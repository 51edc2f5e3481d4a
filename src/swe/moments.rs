use crate::lattice::{Lattice, FROUDE_LIMIT, GRAVITY, MIN_HEIGHT};
use crate::linear_algebra::VectorOps;
use crate::node::Distribution;

use itertools::izip;
use rayon::prelude::*;

/// Height and velocity of a liquid node from its streamed distributions.
///
/// * heights below [`MIN_HEIGHT`] are raised to it and the node is brought to rest,
/// * heights above the lattice maximum are capped by scaling the distributions (and
///   with them the momentum) down,
/// * velocities above the Froude limit are scaled back onto it.
pub fn recover_moments(lattice: &Lattice, distribution: &mut Distribution) -> (f32, [f32; 2]) {
    let mut height: f32 = distribution.iter().sum();
    let mut momentum = [0.0f32; 2];
    for (link, f) in distribution.iter().enumerate() {
        let c = lattice.link_vector(link);
        momentum[0] += f * c[0];
        momentum[1] += f * c[1];
    }

    if height < MIN_HEIGHT {
        return (MIN_HEIGHT, [0.0; 2]);
    }

    let max_height = lattice.max_height();
    if height > max_height {
        let scale = max_height / height;
        distribution.iter_mut().for_each(|f| *f *= scale);
        momentum = momentum.scale(scale);
        height = max_height;
    }

    let velocity = momentum.scale(1.0 / height);
    let speed = velocity.length();
    let wave_speed = (GRAVITY * height).sqrt();
    if speed / wave_speed >= FROUDE_LIMIT {
        return (height, velocity.scale(FROUDE_LIMIT * wave_speed / speed));
    }
    (height, velocity)
}

/// Recover the moments of every node from the staging arena. Solid nodes read as
/// empty and at rest.
pub fn recover(
    lattice: &Lattice,
    solid: &[bool],
    staging: &mut [Distribution],
    height: &mut [f32],
    velocity: &mut [[f32; 2]],
) {
    let width = lattice.width();
    (
        staging.par_chunks_mut(width),
        height.par_chunks_mut(width),
        velocity.par_chunks_mut(width),
        solid.par_chunks(width),
    )
        .into_par_iter()
        .for_each(|(staging, height, velocity, solid)| {
            for (f, h, u, solid) in izip!(staging, height, velocity, solid) {
                (*h, *u) = match solid {
                    true => (0.0, [0.0; 2]),
                    false => recover_moments(lattice, f),
                };
            }
        });
}
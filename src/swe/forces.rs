use crate::lattice::{Lattice, GRAVITY};
use crate::linear_algebra::VectorOps;

use itertools::izip;
use rayon::prelude::*;

/// Manning roughness of the channel bed
/// ([table](https://www.engineeringtoolbox.com/mannings-roughness-d_799.html)).
pub const BED_MANNING_COEFFICIENT: f32 = 0.025;

/// External force per unit area acting on a liquid node.
///
/// Gravity pulls the water down the bed slope. With `apply_shear_forces` a quadratic
/// bed friction term (Chezy coefficient from Manning's roughness) opposes the flow.
pub fn node_force(height: f32, velocity: &[f32; 2], bed_slope: &[f32; 2], apply_shear_forces: bool) -> [f32; 2] {
    let gravity = bed_slope.scale(-GRAVITY * height);
    if !apply_shear_forces {
        return gravity;
    }

    let chezy = height.powf(1.0 / 6.0) / BED_MANNING_COEFFICIENT;
    let bed_friction = GRAVITY / (chezy * chezy);
    let shear = velocity.scale(velocity.length() * bed_friction);
    [gravity[0] - shear[0], gravity[1] - shear[1]]
}

/// Recompute the force of every node, zero on solid nodes.
pub fn update_forces(
    lattice: &Lattice,
    bed_slope: &[f32; 2],
    apply_shear_forces: bool,
    solid: &[bool],
    height: &[f32],
    velocity: &[[f32; 2]],
    force: &mut [[f32; 2]],
) {
    let width = lattice.width();
    (
        force.par_chunks_mut(width),
        solid.par_chunks(width),
        height.par_chunks(width),
        velocity.par_chunks(width),
    )
        .into_par_iter()
        .for_each(|(force, solid, height, velocity)| {
            for (force, solid, h, u) in izip!(force, solid, height, velocity) {
                *force = match solid {
                    true => [0.0; 2],
                    false => node_force(*h, u, bed_slope, apply_shear_forces),
                };
            }
        });
}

* _Your instructions_
Without any change, reproduce the data in full.

* _Your response_
repository 51edc2f5e3481d4a
filename src/swe/moments.rs
use crate::lattice::{Lattice, FROUDE_LIMIT, GRAVITY, MIN_HEIGHT};
use crate::linear_algebra::VectorOps;
use crate::node::Distribution;

use itertools::izip;
use rayon::prelude::*;

/// Height and velocity of a liquid node from its streamed distributions.
///
/// * heights below [`MIN_HEIGHT`] are raised to it and the node is brought to rest,
/// * heights above the lattice maximum are capped by scaling the distributions (and
///   with them the momentum) down,
/// * velocities above the Froude limit are scaled back onto it.
pub fn recover_moments(lattice: &Lattice, distribution: &mut Distribution) -> (f32, [f32; 2]) {
    let mut height: f32 = distribution.iter().sum();
    let mut momentum = [0.0f32; 2];
    for (link, f) in distribution.iter().enumerate() {
        let c = lattice.link_vector(link);
        momentum[0] += f * c[0];
        momentum[1] += f * c[1];
    }

    if height < MIN_HEIGHT {
        return (MIN_HEIGHT, [0.0; 2]);
    }

    let max_height = lattice.max_height();
    if height > max_height {
        let scale = max_height / height;
        distribution.iter_mut().for_each(|f| *f *= scale);
        momentum = momentum.scale(scale);
        height = max_height;
    }

    let velocity = momentum.scale(1.0 / height);
    let speed = velocity.length();
    let wave_speed = (GRAVITY * height).sqrt();
    if speed / wave_speed >= FROUDE_LIMIT {
        return (height, velocity.scale(FROUDE_LIMIT * wave_speed / speed));
    }
    (height, velocity)
}

/// Recover the moments of every node from the staging arena. Solid nodes read as
/// empty and at rest.
pub fn recover(
    lattice: &Lattice,
    solid: &[bool],
    staging: &mut [Distribution],
    height: &mut [f32],
    velocity: &mut [[f32; 2]],
) {
    let width = lattice.width();
    (
        staging.par_chunks_mut(width),
        height.par_chunks_mut(width),
        velocity.par_chunks_mut(width),
        solid.par_chunks(width),
    )
        .into_par_iter()
        .for_each(|(staging, height, velocity, solid)| {
            for (f, h, u, solid) in izip!(staging, height, velocity, solid) {
                (*h, *u) = match solid {
                    true => (0.0, [0.0; 2]),
                    false => recover_moments(lattice, f),
                };
            }
        });
}
filename src/swe/forces.rs
use crate::lattice::{Lattice, GRAVITY};
use crate::linear_algebra::VectorOps;

use itertools::izip;
use rayon::prelude::*;

/// Manning roughness of the channel bed
/// ([table](https://www.engineeringtoolbox.com/mannings-roughness-d_799.html)).
pub const BED_MANNING_COEFFICIENT: f32 = 0.025;

/// External force per unit area acting on a liquid node.
///
/// Gravity pulls the water down the bed slope. With `apply_shear_forces` a quadratic
/// bed friction term (Chezy coefficient from Manning's roughness) opposes the flow.
pub fn node_force(height: f32, velocity: &[f32; 2], bed_slope: &[f32; 2], apply_shear_forces: bool) -> [f32; 2] {
    let gravity = bed_slope.scale(-GRAVITY * height);
    if !apply_shear_forces {
        return gravity;
    }

    let chezy = height.powf(1.0 / 6.0) / BED_MANNING_COEFFICIENT;
    let bed_friction = GRAVITY / (chezy * chezy);
    let shear = velocity.scale(velocity.length() * bed_friction);
    [gravity[0] - shear[0], gravity[1] - shear[1]]
}

/// Recompute the force of every node, zero on solid nodes.
pub fn update_forces(
    lattice: &Lattice,
    bed_slope: &[f32; 2],
    apply_shear_forces: bool,
    solid: &[bool],
    height: &[f32],
    velocity: &[[f32; 2]],
    force: &mut [[f32; 2]],
) {
    let width = lattice.width();
    (
        force.par_chunks_mut(width),
        solid.par_chunks(width),
        height.par_chunks(width),
        velocity.par_chunks(width),
    )
        .into_par_iter()
        .for_each(|(force, solid, height, velocity)| {
            for (force, solid, h, u) in izip!(force, solid, height, velocity) {
                *force = match solid {
                    true => [0.0; 2],
                    false => node_force(*h, u, bed_slope, apply_shear_forces),
                };
            }
        });
}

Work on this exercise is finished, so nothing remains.